Dataset:
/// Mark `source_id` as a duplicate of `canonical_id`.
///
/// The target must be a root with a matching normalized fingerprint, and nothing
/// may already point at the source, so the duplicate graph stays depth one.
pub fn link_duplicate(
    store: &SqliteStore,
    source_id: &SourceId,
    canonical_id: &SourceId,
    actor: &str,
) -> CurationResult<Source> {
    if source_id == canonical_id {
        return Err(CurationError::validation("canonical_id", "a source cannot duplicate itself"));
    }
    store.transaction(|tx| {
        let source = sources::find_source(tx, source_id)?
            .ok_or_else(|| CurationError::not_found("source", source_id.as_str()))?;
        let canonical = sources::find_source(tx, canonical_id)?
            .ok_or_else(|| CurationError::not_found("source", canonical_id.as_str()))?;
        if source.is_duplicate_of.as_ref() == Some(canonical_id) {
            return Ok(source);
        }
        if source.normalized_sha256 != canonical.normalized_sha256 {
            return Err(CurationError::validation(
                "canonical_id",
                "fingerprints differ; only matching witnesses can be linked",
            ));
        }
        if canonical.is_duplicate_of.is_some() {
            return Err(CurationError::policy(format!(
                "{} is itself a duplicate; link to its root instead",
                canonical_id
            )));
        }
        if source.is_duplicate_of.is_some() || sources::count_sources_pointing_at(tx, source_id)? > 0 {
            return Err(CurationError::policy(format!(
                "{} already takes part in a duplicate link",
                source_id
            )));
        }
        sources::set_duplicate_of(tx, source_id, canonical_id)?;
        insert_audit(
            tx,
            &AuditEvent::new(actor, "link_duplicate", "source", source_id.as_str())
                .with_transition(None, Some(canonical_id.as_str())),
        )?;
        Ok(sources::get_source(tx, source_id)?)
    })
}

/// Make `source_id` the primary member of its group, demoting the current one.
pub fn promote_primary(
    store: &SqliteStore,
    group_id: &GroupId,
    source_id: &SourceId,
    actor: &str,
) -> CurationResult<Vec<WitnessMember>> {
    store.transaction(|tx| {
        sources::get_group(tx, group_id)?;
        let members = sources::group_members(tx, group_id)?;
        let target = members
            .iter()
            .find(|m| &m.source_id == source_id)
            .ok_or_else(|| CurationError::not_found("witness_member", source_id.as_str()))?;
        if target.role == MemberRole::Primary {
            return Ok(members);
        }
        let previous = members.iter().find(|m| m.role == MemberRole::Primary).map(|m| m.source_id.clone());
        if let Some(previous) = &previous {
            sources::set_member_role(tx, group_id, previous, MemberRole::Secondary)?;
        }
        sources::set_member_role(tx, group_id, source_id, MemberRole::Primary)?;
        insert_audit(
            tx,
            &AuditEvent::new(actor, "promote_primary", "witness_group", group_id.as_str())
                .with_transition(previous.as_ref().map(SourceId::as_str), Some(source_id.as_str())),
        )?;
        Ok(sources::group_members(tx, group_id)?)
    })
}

Task brief: Starting at the first line of the records above, please copy each line exactly until you reach the line containing "let canonical = sources::find_source(tx, canonical_id)?". Include that line and stop there.

Output of the exercise:
/// Mark `source_id` as a duplicate of `canonical_id`.
///
/// The target must be a root with a matching normalized fingerprint, and nothing
/// may already point at the source, so the duplicate graph stays depth one.
pub fn link_duplicate(
    store: &SqliteStore,
    source_id: &SourceId,
    canonical_id: &SourceId,
    actor: &str,
) -> CurationResult<Source> {
    if source_id == canonical_id {
        return Err(CurationError::validation("canonical_id", "a source cannot duplicate itself"));
    }
    store.transaction(|tx| {
        let source = sources::find_source(tx, source_id)?
            .ok_or_else(|| CurationError::not_found("source", source_id.as_str()))?;
        let canonical = sources::find_source(tx, canonical_id)?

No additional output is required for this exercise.